具体的には、全身性エリテマトーデス・関節リウマチ・重症筋無力症・バセドウ病・Ⅰ型糖尿病・円形脱毛症などがあげられる。よって、④が正解となる。②のアナフィラキシーショックなどは体液性免疫である。
体液性免疫の例は、即時型アレルギーである。食物アレルギーやじんましん、ぜんぞく、花粉症、じんましん、ウイルスなどがあげられる。細胞性免疫の例は、遅延型アレルギーである。
金属アレルギーや漆によるかぶれ、ツベルクリン反応、拒絶反応、がん細胞、ウイルスに感染した細胞などがあげられるので、併せて押さえておこう。
問96:②
誤った選択肢を答える問題である。肝臓は約50万個の肝小葉からなり、肝小葉は約50万個の肝細胞からなるので①は正しい。
小腸などで吸収されたグルコースは、肝門脈を通って肝臓に運ばれるため③も正しい。④⑤に関しても正しい。肝静脈を経て心臓に戻るので、②が誤った選択肢である。
問97:①③
脳下垂体前葉でのホルモン分泌は、視床下部の神経分泌細胞が合成・分泌する放出ホルモンによって調節されているため、①が選べる。また、③に関してはバソプレシンのことを指しており、同じく神経分泌細胞から分泌される。
問98:④
誤った選択肢を答える問題である。ヒトの血糖濃度の低下時における調節機構の問題であるため、④の「交感神経の刺激により、すい臓のランゲルハンス島B細胞からのインスリンの分泌が抑制される。」は誤りである。そもそも、副交感神経によるものであり、負のフィードバック調節をうけるものである。
問99:②
①:前半部分は正しいことが書かれているが、後半部分の「台風などによる倒木した土地など、以前の土壌が残った状態から開始される繊維を湿性遷移という。」は湿性遷移ではなく、二次遷移という。
②:正しい。
③:遷移の初期の低木林に関しては、アカマツ・コナラなどのような陽樹が生育するため誤りである。

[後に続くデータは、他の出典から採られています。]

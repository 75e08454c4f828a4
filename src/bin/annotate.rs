use std::process::ExitCode;

use bootstrap::annotations::publish;
use bootstrap::cluster::nodes_api;
use bootstrap::config::{DEFAULT_CONFIG_FILE, NodeConfig};
use bootstrap::desired::BridgeLayout;
use bootstrap::helper::get_my_node_name;
use bootstrap::host::SystemHost;
use bootstrap::reconcile::discover_external_facts;
use bootstrap::{Error, Result, finish, telemetry};
use clap::Parser;
use kube::Client;

/// Publish the external gateway facts of this node without touching the host
#[derive(Parser, Debug)]
#[command(version, about, long_about = None)]
struct Args {
    /// Node network config file
    #[arg(short, long, env = "KBR_CONFIG_FILE", default_value = DEFAULT_CONFIG_FILE)]
    config: String,
}

async fn run(args: Args) -> Result<()> {
    let config = NodeConfig::load(&args.config)?;
    let host = SystemHost::connect().map_err(|e| Error::OtherError(e.to_string()))?;
    let facts = discover_external_facts(&host, &config, &BridgeLayout::default()).await?;

    let node_name = get_my_node_name()?;
    let client = Client::try_default().await.map_err(Error::KubeError)?;
    publish(&nodes_api(client), &node_name, &facts).await?;
    Ok(())
}

#[tokio::main]
async fn main() -> ExitCode {
    let args = Args::parse();
    telemetry::init().await;
    finish(run(args).await)
}
use std::net::{IpAddr, Ipv4Addr, Ipv6Addr};

use futures::TryStreamExt;
use ipnetwork::{IpNetwork, Ipv4Network};
use netlink_packet_route::address::nlas::Nla as AddressNla;
use netlink_packet_route::link::nlas::{Nla as LinkNla, State};
use netlink_packet_route::route::nlas::Nla as RouteNla;
use netlink_packet_route::{AddressMessage, LinkMessage};
use rtnetlink::IpVersion;
use tracing::*;

use super::{HostError, HostResult, LinkState};

const MAIN_TABLE: u8 = 254;

/// rtnetlink handle for link, address and route operations.
pub struct Netlink {
    handle: rtnetlink::Handle,
    // Keep the connection task alive
    _conn_task: tokio::task::JoinHandle<()>,
}

impl Netlink {
    pub fn connect() -> HostResult<Self> {
        let (conn, handle, _) = rtnetlink::new_connection()?;
        let conn_task = tokio::spawn(conn);
        Ok(Self {
            handle,
            _conn_task: conn_task,
        })
    }

    async fn link_message(&self, name: &str) -> HostResult<Option<LinkMessage>> {
        let mut links = self
            .handle
            .link()
            .get()
            .match_name(name.to_string())
            .execute();
        match links.try_next().await {
            Ok(msg) => Ok(msg),
            // rtnetlink reports a missing link as an error on most kernels
            Err(e) if e.to_string().contains("No such device") => Ok(None),
            Err(e) => Err(HostError::NetlinkError(e)),
        }
    }

    async fn index_of(&self, name: &str) -> HostResult<u32> {
        self.link_message(name)
            .await?
            .map(|msg| msg.header.index)
            .ok_or_else(|| HostError::LinkNotFound(name.to_string()))
    }

    async fn address_messages(&self, index: u32) -> HostResult<Vec<AddressMessage>> {
        let messages: Vec<AddressMessage> = self
            .handle
            .address()
            .get()
            .set_link_index_filter(index)
            .execute()
            .try_collect()
            .await?;
        Ok(messages)
    }

    pub async fn link(&self, name: &str) -> HostResult<Option<LinkState>> {
        let Some(msg) = self.link_message(name).await? else {
            return Ok(None);
        };
        let index = msg.header.index;
        let mut state = LinkState {
            index,
            up: true,
            ..LinkState::default()
        };
        for nla in &msg.nlas {
            match nla {
                LinkNla::OperState(State::Down) => state.up = false,
                LinkNla::Address(bytes) => state.mac = Some(format_mac(bytes)),
                _ => {}
            }
        }
        for msg in self.address_messages(index).await? {
            match network_of(&msg) {
                Some(IpNetwork::V4(net)) => state.addresses.push(net),
                Some(IpNetwork::V6(net)) => state.ipv6_addresses.push(net),
                None => {}
            }
        }
        debug!("Link {name}: {state:?}");
        Ok(Some(state))
    }

    /// Destinations of every IPv4 route in the main table
    pub async fn route_destinations(&self) -> HostResult<Vec<Ipv4Network>> {
        let mut routes = self.handle.route().get(IpVersion::V4).execute();
        let mut destinations = Vec::new();
        while let Some(msg) = routes.try_next().await? {
            if msg.header.table != MAIN_TABLE {
                continue;
            }
            let prefix = msg.header.destination_prefix_length;
            let addr = msg
                .nlas
                .iter()
                .find_map(|nla| match nla {
                    RouteNla::Destination(bytes) => ipv4_from_bytes(bytes),
                    _ => None,
                })
                .unwrap_or(Ipv4Addr::UNSPECIFIED);
            match Ipv4Network::new(addr, prefix) {
                Ok(net) => destinations.push(net),
                Err(e) => warn!("Skipping route {addr}/{prefix}: {e}"),
            }
        }
        Ok(destinations)
    }

    /// Remove every address from `name`, whatever its family
    pub async fn flush_addresses(&self, name: &str) -> HostResult<()> {
        let index = self.index_of(name).await?;
        for msg in self.address_messages(index).await? {
            debug!("Deleting {:?} from {name}", network_of(&msg));
            self.handle.address().del(msg).execute().await?;
        }
        Ok(())
    }

    pub async fn add_address(&self, name: &str, address: Ipv4Network) -> HostResult<()> {
        let index = self.index_of(name).await?;
        self.handle
            .address()
            .add(index, IpAddr::V4(address.ip()), address.prefix())
            .execute()
            .await
            .map_err(HostError::NetlinkError)
    }

    pub async fn set_link_up(&self, name: &str) -> HostResult<()> {
        let index = self.index_of(name).await?;
        self.handle
            .link()
            .set(index)
            .up()
            .execute()
            .await
            .map_err(HostError::NetlinkError)
    }

    pub async fn add_route(&self, destination: Ipv4Network, name: &str) -> HostResult<()> {
        let index = self.index_of(name).await?;
        self.handle
            .route()
            .add()
            .v4()
            .destination_prefix(destination.network(), destination.prefix())
            .output_interface(index)
            .execute()
            .await
            .map_err(HostError::NetlinkError)
    }
}

fn network_of(msg: &AddressMessage) -> Option<IpNetwork> {
    // IFA_LOCAL is the interface's own address; IFA_ADDRESS is the peer on p2p links
    let local = msg.nlas.iter().find_map(|nla| match nla {
        AddressNla::Local(bytes) => ip_from_bytes(bytes),
        _ => None,
    });
    let addr = local.or_else(|| {
        msg.nlas.iter().find_map(|nla| match nla {
            AddressNla::Address(bytes) => ip_from_bytes(bytes),
            _ => None,
        })
    })?;
    IpNetwork::new(addr, msg.header.prefix_len).ok()
}

fn ip_from_bytes(bytes: &[u8]) -> Option<IpAddr> {
    if let Some(v4) = ipv4_from_bytes(bytes) {
        return Some(IpAddr::V4(v4));
    }
    let octets: [u8; 16] = bytes.try_into().ok()?;
    Some(IpAddr::V6(Ipv6Addr::from(octets)))
}

fn ipv4_from_bytes(bytes: &[u8]) -> Option<Ipv4Addr> {
    let octets: [u8; 4] = bytes.try_into().ok()?;
    Some(Ipv4Addr::from(octets))
}

pub fn format_mac(bytes: &[u8]) -> String {
    bytes
        .iter()
        .map(|b| format!("{b:02x}"))
        .collect::<Vec<_>>()
        .join(":")
}
//! Cluster descriptor consumed by the SDN controller.
//!
//! The input carries `name`, `storage` and `node.port`; the output points the
//! controller's node entry at the control-plane address.

use serde::{Deserialize, Serialize};
use serde_json::Value;

use crate::{Error, Result};

#[derive(Deserialize, Debug)]
struct InputNode {
    port: Value,
}

#[derive(Deserialize, Debug)]
struct InputDescriptor {
    name: Value,
    storage: Value,
    node: InputNode,
}

#[derive(Serialize, Debug, PartialEq)]
pub struct DescriptorNode {
    pub ip: Option<String>,
    pub id: Option<String>,
    pub port: Value,
}

#[derive(Serialize, Debug, PartialEq)]
pub struct ClusterDescriptor {
    pub node: DescriptorNode,
    pub storage: Value,
    pub name: Value,
}

/// Rebuild the descriptor around `master_ip`, dropping any other fields.
pub fn rewrite(input: &str, master_ip: Option<String>) -> Result<ClusterDescriptor> {
    let raw: InputDescriptor = serde_json::from_str(input).map_err(Error::SerializationError)?;
    Ok(ClusterDescriptor {
        node: DescriptorNode {
            ip: master_ip.clone(),
            id: master_ip,
            port: raw.node.port,
        },
        storage: raw.storage,
        name: raw.name,
    })
}
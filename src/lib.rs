//! Per-node bridge, route and annotation bootstrap for the kbr overlay.
//!
//! Every entry point performs one synchronous pass: read configuration, observe
//! the host, apply the missing mutations and exit. Nothing here serialises
//! concurrent runs on the same node; the invoking hook must ensure only one
//! instance runs at a time.

use std::io::Write;
use std::process::ExitCode;

use serde::Serialize;
use serde_with::skip_serializing_none;
use thiserror::Error;
use tracing::*;

#[derive(Error, Debug)]
pub enum Error {
    #[error("Config Error: {0}")]
    ConfigError(String),

    #[error("Identification Error: {0}")]
    IdentificationError(String),

    #[error("Activation Error: {message}")]
    ActivationError {
        message: String,
        details: Option<String>,
    },

    #[error("SerializationError: {0}")]
    SerializationError(#[source] serde_json::Error),

    #[error("Kube Error: {0}")]
    KubeError(#[source] kube::Error),

    #[error("IO Error: {0}")]
    IoError(std::io::Error),

    /// NB: this is a catch-all for any other errors
    #[error("Other Error: {0}")]
    OtherError(String),
}
pub type Result<T, E = Error> = std::result::Result<T, E>;

impl Error {
    pub fn activation(message: impl Into<String>, details: impl ToString) -> Self {
        Error::ActivationError {
            message: message.into(),
            details: Some(details.to_string()),
        }
    }

    /// Numeric code reported to the invoking hook
    pub fn code(&self) -> u32 {
        match self {
            Error::ConfigError(_) => 102,
            Error::IdentificationError(_) => 105,
            Error::ActivationError { .. } => 108,
            _ => 200,
        }
    }

    pub fn to_response(&self) -> ErrorResponse {
        let (message, details) = match self {
            Error::ConfigError(msg) | Error::IdentificationError(msg) => (msg.clone(), None),
            Error::ActivationError { message, details } => (message.clone(), details.clone()),
            other => (other.to_string(), None),
        };
        ErrorResponse {
            code: self.code(),
            message,
            details,
        }
    }
}

#[skip_serializing_none]
#[derive(Serialize, Debug, Clone, PartialEq)]
pub struct ErrorResponse {
    pub code: u32,
    pub message: String,
    pub details: Option<String>,
}

/// Map the outcome of an entry point to its exit code, writing the JSON error
/// object to stdout on failure.
pub fn finish(result: Result<()>) -> ExitCode {
    finish_to(result, &mut std::io::stdout())
}

/// [`finish`] writing to `out` instead of stdout
pub fn finish_to(result: Result<()>, out: &mut impl Write) -> ExitCode {
    let err = match result {
        Ok(()) => return ExitCode::SUCCESS,
        Err(err) => err,
    };
    error!("{err}");
    let body = serde_json::to_string(&err.to_response())
        .unwrap_or_else(|e| format!(r#"{{"code":200,"message":"{e}"}}"#));
    if let Err(e) = writeln!(out, "{body}").and_then(|_| out.flush()) {
        error!("Failed to write error response: {e}");
    }
    ExitCode::FAILURE
}

pub mod annotations;
pub mod cidr;
pub mod cluster;
pub mod config;
pub mod descriptor;
pub mod desired;
pub mod helper;
pub mod host;
pub mod reconcile;

/// Log and trace integrations
pub mod telemetry;
//! Live interface, route and OVS state of the node.

use std::collections::BTreeMap;

use ipnetwork::{Ipv4Network, Ipv6Network};
use thiserror::Error;

pub mod netlink;
pub mod ovs;

pub use netlink::Netlink;
pub use ovs::OvsCtl;

#[derive(Error, Debug)]
pub enum HostError {
    #[error("Netlink Error: {0}")]
    NetlinkError(#[from] rtnetlink::Error),

    #[error("IO Error: {0}")]
    IoError(#[from] std::io::Error),

    #[error("link {0} not found")]
    LinkNotFound(String),

    #[error("{command} exited with {status}: {stderr}")]
    CommandError {
        command: String,
        status: String,
        stderr: String,
    },

    #[error("{0} timed out")]
    Timeout(String),

    #[error("Parse Error: {0}")]
    ParseError(String),
}
pub type HostResult<T, E = HostError> = std::result::Result<T, E>;

/// Snapshot of one link as seen by the kernel
#[derive(Debug, Clone, PartialEq, Default)]
pub struct LinkState {
    pub index: u32,
    pub up: bool,
    pub mac: Option<String>,
    /// IPv4 addresses in kernel order
    pub addresses: Vec<Ipv4Network>,
    /// Never compared against desired state, only removed by a flush
    pub ipv6_addresses: Vec<Ipv6Network>,
}

/// Queries and mutations the reconciler needs from the host.
///
/// Queries never change state; every other method is a single mutation.
#[allow(async_fn_in_trait)]
pub trait HostNetwork {
    async fn link(&self, name: &str) -> HostResult<Option<LinkState>>;
    async fn route_destinations(&self) -> HostResult<Vec<Ipv4Network>>;
    async fn bridge_hwaddr(&self, bridge: &str) -> HostResult<Option<String>>;
    async fn bridge_ports(&self, bridge: &str) -> HostResult<Vec<String>>;
    async fn port_hwaddr(&self, bridge: &str, port: &str) -> HostResult<Option<String>>;
    async fn interface_external_ids(&self, interface: &str) -> HostResult<BTreeMap<String, String>>;

    /// Remove every address of any family
    async fn flush_addresses(&self, link: &str) -> HostResult<()>;
    async fn add_address(&self, link: &str, address: Ipv4Network) -> HostResult<()>;
    async fn set_link_up(&self, link: &str) -> HostResult<()>;
    async fn add_route(&self, destination: Ipv4Network, link: &str) -> HostResult<()>;
    async fn set_bridge_hwaddr(&self, bridge: &str, mac: &str) -> HostResult<()>;
    async fn add_port(&self, bridge: &str, port: &str) -> HostResult<()>;
    async fn set_interface_external_ids(
        &self,
        interface: &str,
        ids: &BTreeMap<String, String>,
    ) -> HostResult<()>;
}

/// The real node: rtnetlink for links/addresses/routes, OVS tools for bridges
pub struct SystemHost {
    pub netlink: Netlink,
    pub ovs: OvsCtl,
}

impl SystemHost {
    /// Must be called from within a tokio runtime.
    pub fn connect() -> HostResult<Self> {
        Ok(Self {
            netlink: Netlink::connect()?,
            ovs: OvsCtl::default(),
        })
    }
}

impl HostNetwork for SystemHost {
    async fn link(&self, name: &str) -> HostResult<Option<LinkState>> {
        self.netlink.link(name).await
    }

    async fn route_destinations(&self) -> HostResult<Vec<Ipv4Network>> {
        self.netlink.route_destinations().await
    }

    async fn bridge_hwaddr(&self, bridge: &str) -> HostResult<Option<String>> {
        self.ovs.bridge_hwaddr(bridge).await
    }

    async fn bridge_ports(&self, bridge: &str) -> HostResult<Vec<String>> {
        self.ovs.list_ifaces(bridge).await
    }

    async fn port_hwaddr(&self, bridge: &str, port: &str) -> HostResult<Option<String>> {
        self.ovs.port_hwaddr(bridge, port).await
    }

    async fn interface_external_ids(&self, interface: &str) -> HostResult<BTreeMap<String, String>> {
        self.ovs.interface_external_ids(interface).await
    }

    async fn flush_addresses(&self, link: &str) -> HostResult<()> {
        self.netlink.flush_addresses(link).await
    }

    async fn add_address(&self, link: &str, address: Ipv4Network) -> HostResult<()> {
        self.netlink.add_address(link, address).await
    }

    async fn set_link_up(&self, link: &str) -> HostResult<()> {
        self.netlink.set_link_up(link).await
    }

    async fn add_route(&self, destination: Ipv4Network, link: &str) -> HostResult<()> {
        self.netlink.add_route(destination, link).await
    }

    async fn set_bridge_hwaddr(&self, bridge: &str, mac: &str) -> HostResult<()> {
        self.ovs.set_bridge_hwaddr(bridge, mac).await
    }

    async fn add_port(&self, bridge: &str, port: &str) -> HostResult<()> {
        self.ovs.add_port(bridge, port).await
    }

    async fn set_interface_external_ids(
        &self,
        interface: &str,
        ids: &BTreeMap<String, String>,
    ) -> HostResult<()> {
        self.ovs.set_interface_external_ids(interface, ids).await
    }
}
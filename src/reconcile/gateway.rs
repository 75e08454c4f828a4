use ipnetwork::Ipv4Network;
use tracing::*;

use super::{Mutation, apply};
use crate::desired::{BridgeRole, BridgeSpec, DesiredState, OperState};
use crate::host::{HostError, HostNetwork, HostResult, LinkState};
use crate::{Error, Result};

static ACTIVATION_FAILURE: &str = "failure activate gateway interface";

/// Live state relevant to the integration and local bridges
#[derive(Debug, Clone, PartialEq)]
pub struct GatewayObserved {
    pub integration: LinkState,
    pub local: LinkState,
    pub local_hwaddr: Option<String>,
    pub routes: Vec<Ipv4Network>,
}

pub async fn observe<H: HostNetwork>(
    host: &H,
    desired: &DesiredState,
) -> Result<GatewayObserved> {
    let integration = desired.bridge(BridgeRole::Integration)?;
    let local = desired.bridge(BridgeRole::Local)?;
    let snapshot = async {
        Ok::<_, HostError>(GatewayObserved {
            integration: required_link(host, &integration.name).await?,
            local: required_link(host, &local.name).await?,
            local_hwaddr: host.bridge_hwaddr(&local.name).await?,
            routes: host.route_destinations().await?,
        })
    };
    snapshot
        .await
        .map_err(|e| Error::activation(ACTIVATION_FAILURE, e))
}

async fn required_link<H: HostNetwork>(host: &H, name: &str) -> HostResult<LinkState> {
    host.link(name)
        .await?
        .ok_or_else(|| HostError::LinkNotFound(name.to_string()))
}

/// Steps that bring the integration and local bridges and the overlay routes
/// to the desired state.
///
/// Routes are matched on destination alone: an existing route to the same
/// network through another device counts as present.
pub fn plan(desired: &DesiredState, observed: &GatewayObserved) -> Result<Vec<Mutation>> {
    let integration = desired.bridge(BridgeRole::Integration)?;
    let local = desired.bridge(BridgeRole::Local)?;
    let mut steps = Vec::new();

    let int_addresses = plan_bridge(integration, &observed.integration, &mut steps);
    let local_addresses = plan_bridge(local, &observed.local, &mut steps);
    if let Some(mac) = &local.desired_mac {
        if observed.local_hwaddr.as_ref() != Some(mac) {
            steps.push(Mutation::SetBridgeHwaddr {
                bridge: local.name.clone(),
                mac: mac.clone(),
            });
        }
    }

    // The kernel installs a connected route for every address on an up link
    let mut present = observed.routes.clone();
    present.extend(int_addresses.iter().chain(&local_addresses).filter_map(connected));

    for route in &desired.routes {
        if present.contains(&route.destination) {
            continue;
        }
        steps.push(Mutation::AddRoute {
            destination: route.destination,
            link: route.bridge.clone(),
        });
        present.push(route.destination);
    }
    Ok(steps)
}

/// Push address and link-state steps for one bridge, returning the addresses
/// it will carry once they are applied.
fn plan_bridge(spec: &BridgeSpec, link: &LinkState, steps: &mut Vec<Mutation>) -> Vec<Ipv4Network> {
    let mut addresses = link.addresses.clone();
    if let Some(address) = spec.desired_address {
        // Full replace so stale addresses never linger
        if link.addresses != [address] {
            steps.push(Mutation::FlushAddresses {
                link: spec.name.clone(),
            });
            steps.push(Mutation::AddAddress {
                link: spec.name.clone(),
                address,
            });
            addresses = vec![address];
        }
    }
    if spec.state == OperState::Up && !link.up {
        steps.push(Mutation::SetLinkUp {
            link: spec.name.clone(),
        });
    }
    addresses
}

fn connected(address: &Ipv4Network) -> Option<Ipv4Network> {
    Ipv4Network::new(address.network(), address.prefix()).ok()
}

/// Converge the integration and local bridges and install the overlay routes.
///
/// Returns the applied steps; empty when nothing had to change.
pub async fn reconcile_gateway<H: HostNetwork>(
    host: &H,
    desired: &DesiredState,
) -> Result<Vec<Mutation>> {
    let observed = observe(host, desired).await?;
    debug!("Observed gateway state: {observed:?}");
    let steps = plan(desired, &observed)?;
    if steps.is_empty() {
        info!("Gateway path already converged");
        return Ok(steps);
    }
    apply(host, &steps)
        .await
        .map_err(|e| Error::activation(ACTIVATION_FAILURE, e))?;
    info!("Gateway path converged with {} step(s)", steps.len());
    Ok(steps)
}
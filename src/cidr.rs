//! IPv4 network helpers used to derive the node's address plan.

use std::net::Ipv4Addr;

use ipnetwork::Ipv4Network;

use crate::{Error, Result};

/// Prefix length of the cluster-wide network that contains every pod CIDR
pub const GLOBAL_PREFIX: u8 = 16;

/// Parse a CIDR and normalise it to its network address.
pub fn parse(value: &str) -> Result<Ipv4Network> {
    let net: Ipv4Network = value
        .trim()
        .parse()
        .map_err(|e| Error::ConfigError(format!("invalid CIDR {value:?}: {e}")))?;
    canonical(net)
}

/// `10.244.1.7/24` -> `10.244.1.0/24`
pub fn canonical(net: Ipv4Network) -> Result<Ipv4Network> {
    Ipv4Network::new(net.network(), net.prefix()).map_err(|e| Error::ConfigError(e.to_string()))
}

/// The /16 supernet containing `pod`.
pub fn global_of(pod: Ipv4Network) -> Result<Ipv4Network> {
    if pod.prefix() < GLOBAL_PREFIX {
        return Err(Error::ConfigError(format!(
            "pod CIDR {pod} is wider than /{GLOBAL_PREFIX}"
        )));
    }
    let wide = Ipv4Network::new(pod.network(), GLOBAL_PREFIX)
        .map_err(|e| Error::ConfigError(e.to_string()))?;
    canonical(wide)
}

/// First usable host of `pod`, carrying the pod prefix length.
pub fn gateway_of(pod: Ipv4Network) -> Result<Ipv4Network> {
    let pod = canonical(pod)?;
    let first: Ipv4Addr = pod
        .nth(1)
        .ok_or_else(|| Error::ConfigError(format!("pod CIDR {pod} has no usable host")))?;
    Ipv4Network::new(first, pod.prefix()).map_err(|e| Error::ConfigError(e.to_string()))
}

④:陽樹による極相林ではなく、陰樹による極相林となる
⑤:林床に光が届くようになると、極相樹種ではなく陽樹が生育する。実際は小さいギャップの場合は陰樹が生育し、大きなギャップの場合は陽樹が生育する。今回の問題は、林床まで光が届くとあるので、大きなギャップと判断できる。
問100:①
「年平均気温が0℃以下の寒冷刺激には、森林がみられなくなり、ツンドラが広がる」
確かに、ツンドラが広がっているのは正しいが、針葉樹林という森林が見られるので誤りである。